En 1939, l’alpiniste américain Fritz Wiessner a réussi sur le K2 un des exploits les plus improbables de l’histoire de l’alpinisme. Avec le sherpa Pasang Dawa, il a réussi à grimper jusqu’à 8400 mètres d’altitude sans oxygène en étant soutenu par la pire expédition jamais organisée. Pendant ce temps là, Dudley Wolfe, alpiniste mécène, membre de l’expédition, l’attendait tout seul dans sa tente à 7600 mètres. Il y est encore…

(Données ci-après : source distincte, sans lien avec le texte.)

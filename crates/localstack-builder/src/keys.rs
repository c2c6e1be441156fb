//! Signing key lifecycle
//!
//! Keys for a device live in `<keys_root>/<codename>`:
//! - An empty (or missing) directory gets a full bundle in one pass. The
//!   bundle is generated in a staging directory and renamed into place only
//!   when every key exists, so a failure never leaves a mixed bundle.
//! - A non-empty directory is never regenerated. The only change ever made
//!   to it is adding `networkstack` when that key is missing.

use std::fs;
use std::io;
use std::path::{Path, PathBuf};

use localstack_model::{DeviceProfile, SigningMode};

use crate::runner::{CommandRunner, CommandSpec, RunnerError};

/// Certificate subject for generated keys
pub const CERTIFICATE_SUBJECT: &str = "/CN=RattlesnakeOS";

/// Platform keys generated for every device
pub const PLATFORM_KEYS: [&str; 6] = [
    "releasekey",
    "platform",
    "shared",
    "media",
    "networkstack",
    "verity",
];

/// Key added to bundles created before it was required
pub const NETWORKSTACK_KEY: &str = "networkstack";

/// Key management errors
#[derive(Debug, thiserror::Error)]
pub enum KeyError {
    #[error("generating {key} failed: {source}")]
    Generation {
        key: String,
        #[source]
        source: RunnerError,
    },

    #[error("key generation finished without {}", join(.0))]
    Incomplete(Vec<String>),

    #[error("I/O error in key directory: {0}")]
    Io(#[from] io::Error),
}

fn join(names: &[String]) -> String {
    names.join(", ")
}

/// Key material for one device
#[derive(Debug, Clone, PartialEq, Eq)]
pub struct KeyBundle {
    /// Directory holding the keys
    pub dir: PathBuf,

    /// Signing mode the bundle was prepared for
    pub signing_mode: SigningMode,

    /// Whether the bundle was generated during this run
    pub generated: bool,

    /// Keys added by migration during this run
    pub migrated: Vec<String>,
}

impl KeyBundle {
    /// Path prefix of a named key (without extension)
    pub fn key(&self, name: &str) -> PathBuf {
        self.dir.join(name)
    }

    /// AVB private key
    pub fn avb_key(&self) -> PathBuf {
        self.dir.join("avb.pem")
    }

    /// Certificate of a named key
    pub fn certificate(&self, name: &str) -> PathBuf {
        self.dir.join(format!("{}.x509.pem", name))
    }
}

/// Generates and migrates signing keys
pub struct KeyManager<'a> {
    runner: &'a dyn CommandRunner,
    keys_root: PathBuf,
    build_dir: PathBuf,
    subject: String,
}

impl<'a> KeyManager<'a> {
    pub fn new(runner: &'a dyn CommandRunner, keys_root: &Path, build_dir: &Path) -> Self {
        Self {
            runner,
            keys_root: keys_root.to_path_buf(),
            build_dir: build_dir.to_path_buf(),
            subject: CERTIFICATE_SUBJECT.to_string(),
        }
    }

    /// Directory for a device's keys
    pub fn device_dir(&self, codename: &str) -> PathBuf {
        self.keys_root.join(codename)
    }

    /// Make sure a complete bundle exists for the device
    pub fn ensure_keys(&self, profile: &DeviceProfile) -> Result<KeyBundle, KeyError> {
        let dir = self.device_dir(&profile.codename);
        let generated = if is_empty_dir(&dir)? {
            tracing::info!("No keys were found for {}, generating keys", profile.codename);
            self.generate(profile, &dir)?;
            true
        } else {
            tracing::info!("Keys already exist for {}", profile.codename);
            false
        };

        let mut migrated = Vec::new();
        if !dir.join(format!("{}.pk8", NETWORKSTACK_KEY)).exists() {
            tracing::info!("Did not find {} key, generating one", NETWORKSTACK_KEY);
            self.make_key(&dir, NETWORKSTACK_KEY)?;
            migrated.push(NETWORKSTACK_KEY.to_string());
        }

        Ok(KeyBundle {
            dir,
            signing_mode: profile.signing_mode,
            generated,
            migrated,
        })
    }

    fn generate(&self, profile: &DeviceProfile, dir: &Path) -> Result<(), KeyError> {
        fs::create_dir_all(&self.keys_root)?;
        let staging = self
            .keys_root
            .join(format!(".{}.staging", profile.codename));
        if staging.exists() {
            fs::remove_dir_all(&staging)?;
        }
        fs::create_dir_all(&staging)?;

        if let Err(e) = self.generate_into(profile, &staging) {
            let _ = fs::remove_dir_all(&staging);
            return Err(e);
        }

        if dir.exists() {
            fs::remove_dir(dir)?;
        }
        fs::rename(&staging, dir)?;
        Ok(())
    }

    fn generate_into(&self, profile: &DeviceProfile, staging: &Path) -> Result<(), KeyError> {
        for key in PLATFORM_KEYS {
            self.make_key(staging, key)?;
        }
        if profile.signing_mode.uses_avb() {
            self.generate_avb_key(staging)?;
        } else {
            self.generate_verity_key(staging)?;
        }

        let missing: Vec<String> = expected_files(profile.signing_mode)
            .into_iter()
            .filter(|f| !staging.join(f).is_file())
            .collect();
        if !missing.is_empty() {
            return Err(KeyError::Incomplete(missing));
        }
        Ok(())
    }

    fn make_key(&self, dir: &Path, name: &str) -> Result<(), KeyError> {
        // make_key exits 1 on success
        let spec = CommandSpec::new(
            self.build_dir
                .join("development/tools/make_key")
                .to_string_lossy(),
        )
        .args([name, self.subject.as_str()])
        .cwd(dir)
        .stdin("\n")
        .accept_exit(1);
        self.run(name, &spec)
    }

    fn generate_avb_key(&self, dir: &Path) -> Result<(), KeyError> {
        let pem = dir.join("avb.pem");
        let pkmd = dir.join("avb_pkmd.bin");
        self.run(
            "avb",
            &CommandSpec::new("openssl")
                .args(["genrsa", "-out"])
                .arg(pem.to_string_lossy())
                .arg("2048")
                .cwd(&self.build_dir),
        )?;
        self.run(
            "avb_pkmd",
            &CommandSpec::new(self.build_dir.join("external/avb/avbtool").to_string_lossy())
                .args(["extract_public_key", "--key"])
                .arg(pem.to_string_lossy())
                .arg("--output")
                .arg(pkmd.to_string_lossy())
                .cwd(&self.build_dir),
        )
    }

    fn generate_verity_key(&self, dir: &Path) -> Result<(), KeyError> {
        let cert = dir.join("verity.x509.pem");
        self.run(
            "verity_key",
            &CommandSpec::new("make")
                .args(["-j", "20", "generate_verity_key"])
                .cwd(&self.build_dir),
        )?;
        self.run(
            "verity_key",
            &CommandSpec::new(
                self.build_dir
                    .join("out/host/linux-x86/bin/generate_verity_key")
                    .to_string_lossy(),
            )
            .arg("-convert")
            .arg(cert.to_string_lossy())
            .arg(dir.join("verity_key").to_string_lossy())
            .cwd(&self.build_dir),
        )?;
        self.run(
            "verity_key",
            &CommandSpec::new("make").arg("clobber").cwd(&self.build_dir),
        )?;
        self.run(
            "verity_user.der.x509",
            &CommandSpec::new("openssl")
                .args(["x509", "-outform", "der", "-in"])
                .arg(cert.to_string_lossy())
                .arg("-out")
                .arg(dir.join("verity_user.der.x509").to_string_lossy())
                .cwd(&self.build_dir),
        )
    }

    fn run(&self, key: &str, spec: &CommandSpec) -> Result<(), KeyError> {
        self.runner
            .run(spec)
            .map(|_| ())
            .map_err(|source| KeyError::Generation {
                key: key.to_string(),
                source,
            })
    }
}

/// Files a freshly generated bundle must contain
pub fn expected_files(mode: SigningMode) -> Vec<String> {
    let mut files: Vec<String> = PLATFORM_KEYS
        .iter()
        .flat_map(|k| [format!("{}.pk8", k), format!("{}.x509.pem", k)])
        .collect();
    if mode.uses_avb() {
        files.push("avb.pem".to_string());
        files.push("avb_pkmd.bin".to_string());
    } else {
        files.push("verity_user.der.x509".to_string());
    }
    files
}

fn is_empty_dir(dir: &Path) -> io::Result<bool> {
    match fs::read_dir(dir) {
        Ok(mut entries) => Ok(entries.next().is_none()),
        Err(e) if e.kind() == io::ErrorKind::NotFound => Ok(true),
        Err(e) => Err(e),
    }
}

#[cfg(test)]
mod tests {
    use super::*;
    use crate::runner::RecordingRunner;
    use tempfile::TempDir;

    /// Runner whose key tools create the files they would produce
    fn key_tools() -> RecordingRunner {
        RecordingRunner::new()
            .on("make_key", |spec| {
                let dir = spec.cwd.clone().unwrap_or_default();
                let name = &spec.args[0];
                fs::write(dir.join(format!("{}.pk8", name)), b"pk8")?;
                fs::write(dir.join(format!("{}.x509.pem", name)), b"pem")
            })
            .on("openssl genrsa", |spec| fs::write(&spec.args[2], b"rsa"))
            .on("avbtool", |spec| fs::write(&spec.args[4], b"pkmd"))
            .on("openssl x509", |spec| fs::write(&spec.args[6], b"der"))
    }

    #[test]
    fn test_generates_full_avb_bundle() {
        let tmp = TempDir::new().unwrap();
        let runner = key_tools();
        let manager = KeyManager::new(&runner, &tmp.path().join("keys"), tmp.path());

        let bundle = manager
            .ensure_keys(&DeviceProfile::resolve("crosshatch"))
            .unwrap();

        assert!(bundle.generated);
        assert!(bundle.migrated.is_empty());
        for file in expected_files(SigningMode::VbmetaChained) {
            assert!(bundle.dir.join(&file).is_file(), "missing {}", file);
        }
        assert_eq!(runner.count("make_key"), 6);
        assert_eq!(runner.count("generate_verity_key"), 0);
    }

    #[test]
    fn test_generates_verity_bundle_for_legacy_device() {
        let tmp = TempDir::new().unwrap();
        let runner = key_tools();
        let manager = KeyManager::new(&runner, &tmp.path().join("keys"), tmp.path());

        let bundle = manager.ensure_keys(&DeviceProfile::resolve("marlin")).unwrap();

        assert!(bundle.dir.join("verity_user.der.x509").is_file());
        assert!(!bundle.dir.join("avb.pem").exists());
        assert!(runner.position("make -j 20 generate_verity_key").is_some());
        assert!(runner.position("make clobber").is_some());
    }

    #[test]
    fn test_existing_bundle_is_not_regenerated() {
        let tmp = TempDir::new().unwrap();
        let keys = tmp.path().join("keys");
        let dir = keys.join("sargo");
        fs::create_dir_all(&dir).unwrap();
        for key in PLATFORM_KEYS {
            fs::write(dir.join(format!("{}.pk8", key)), b"old").unwrap();
        }

        let runner = key_tools();
        let manager = KeyManager::new(&runner, &keys, tmp.path());
        let bundle = manager.ensure_keys(&DeviceProfile::resolve("sargo")).unwrap();

        assert!(!bundle.generated);
        assert!(runner.commands().is_empty());
        assert_eq!(fs::read(dir.join("releasekey.pk8")).unwrap(), b"old");
    }

    #[test]
    fn test_networkstack_migration_only_when_absent() {
        let tmp = TempDir::new().unwrap();
        let keys = tmp.path().join("keys");
        let dir = keys.join("taimen");
        fs::create_dir_all(&dir).unwrap();
        fs::write(dir.join("releasekey.pk8"), b"old").unwrap();

        let runner = key_tools();
        let manager = KeyManager::new(&runner, &keys, tmp.path());
        let bundle = manager.ensure_keys(&DeviceProfile::resolve("taimen")).unwrap();

        assert_eq!(bundle.migrated, vec![NETWORKSTACK_KEY]);
        assert_eq!(runner.count("make_key"), 1);
        assert!(dir.join("networkstack.pk8").is_file());
        assert_eq!(fs::read(dir.join("releasekey.pk8")).unwrap(), b"old");

        // second run is a no-op
        let bundle = manager.ensure_keys(&DeviceProfile::resolve("taimen")).unwrap();
        assert!(bundle.migrated.is_empty());
        assert_eq!(runner.count("make_key"), 1);
    }

    #[test]
    fn test_failed_generation_leaves_no_partial_bundle() {
        let tmp = TempDir::new().unwrap();
        let keys = tmp.path().join("keys");
        let runner = key_tools().fail_always("make_key media");
        let manager = KeyManager::new(&runner, &keys, tmp.path());

        let err = manager
            .ensure_keys(&DeviceProfile::resolve("blueline"))
            .unwrap_err();

        assert!(matches!(err, KeyError::Generation { ref key, .. } if key == "media"));
        assert!(!keys.join("blueline").exists());
        assert!(!keys.join(".blueline.staging").exists());
    }

    #[test]
    fn test_missing_output_is_incomplete() {
        let tmp = TempDir::new().unwrap();
        let keys = tmp.path().join("keys");
        // avbtool produces nothing
        let runner = RecordingRunner::new()
            .on("make_key", |spec| {
                let dir = spec.cwd.clone().unwrap_or_default();
                fs::write(dir.join(format!("{}.pk8", spec.args[0])), b"pk8")?;
                fs::write(dir.join(format!("{}.x509.pem", spec.args[0])), b"pem")
            })
            .on("openssl genrsa", |spec| fs::write(&spec.args[2], b"rsa"));
        let manager = KeyManager::new(&runner, &keys, tmp.path());

        let err = manager
            .ensure_keys(&DeviceProfile::resolve("walleye"))
            .unwrap_err();
        assert!(matches!(err, KeyError::Incomplete(ref missing) if missing == &vec!["avb_pkmd.bin".to_string()]));
        assert!(!keys.join("walleye").exists());
    }
}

A la fin des années 30, entre deux expéditions Italiennes, les Américains décident de tenter leur chance sur le K2. Fritz Wiessner, né en Allemagne mais fraichement naturalisé Américain, est l’homme de base de cet engouement subit pour le K2. C’est un alpiniste de renommée mondiale qui a déjà participé à une expédition au Nanga Parbat avec Willi Merkl. Il est bouillant à l’idée de se frotter au géant du Karakoram, mais au moment où l’autorisation arrive en 1938, cet innocent s’est engagé ailleurs… c’est donc finalement Charles Houston qui prend la direction des opérations. Heureusement pour Wiessner, l’expédition de Houston ne verra le sommet que de loin et l’année suivante, le commandement lui revient naturellement. Sauf que dès les préparatifs, ça sent la débandade…

Défections, mutineries, problèmes de logistique et de communication

D’abord, les caisses sont vides… Houston a bouffé tout le pécule de l’American Alpine Club avec son expédition manquée. Ensuite, tous les cadors contactés pour participer à l’expédition déclinent les uns après les autres et Wiessner doit donc se tourner vers des seconds couteaux sans expérience. A cela s’ajoute également des problèmes de communication entre les sherpas et les membres de l’expédition qui ne se comprennent pas toujours comme il le faudrait… Mais Wiessner ne renonce pas et prend, au mois de juin, la direction du massif du Karakoram en emmenant dans sa valise un alpiniste amateur fortuné nommé Dudley Wolfe, finalement principal sponsor de l’expédition.

Et comme prévu, rien ne va… Les problèmes de logistique s’enchainent pendant que les principaux membres de l’expédition tombent malades ou perdent les pédales. Entre mutineries et défections, le pauvre Wiessner se retrouve rapidement tout seul à tracer sa route sur le K2. Deux hommes sont pourtant encore là pour l’accompagner: le solide sherpa Pasang Dawa et l’incroyable Dudley Wolfe qui compense ses carences techniques et son manque d’expérience par un mental en acier trempé.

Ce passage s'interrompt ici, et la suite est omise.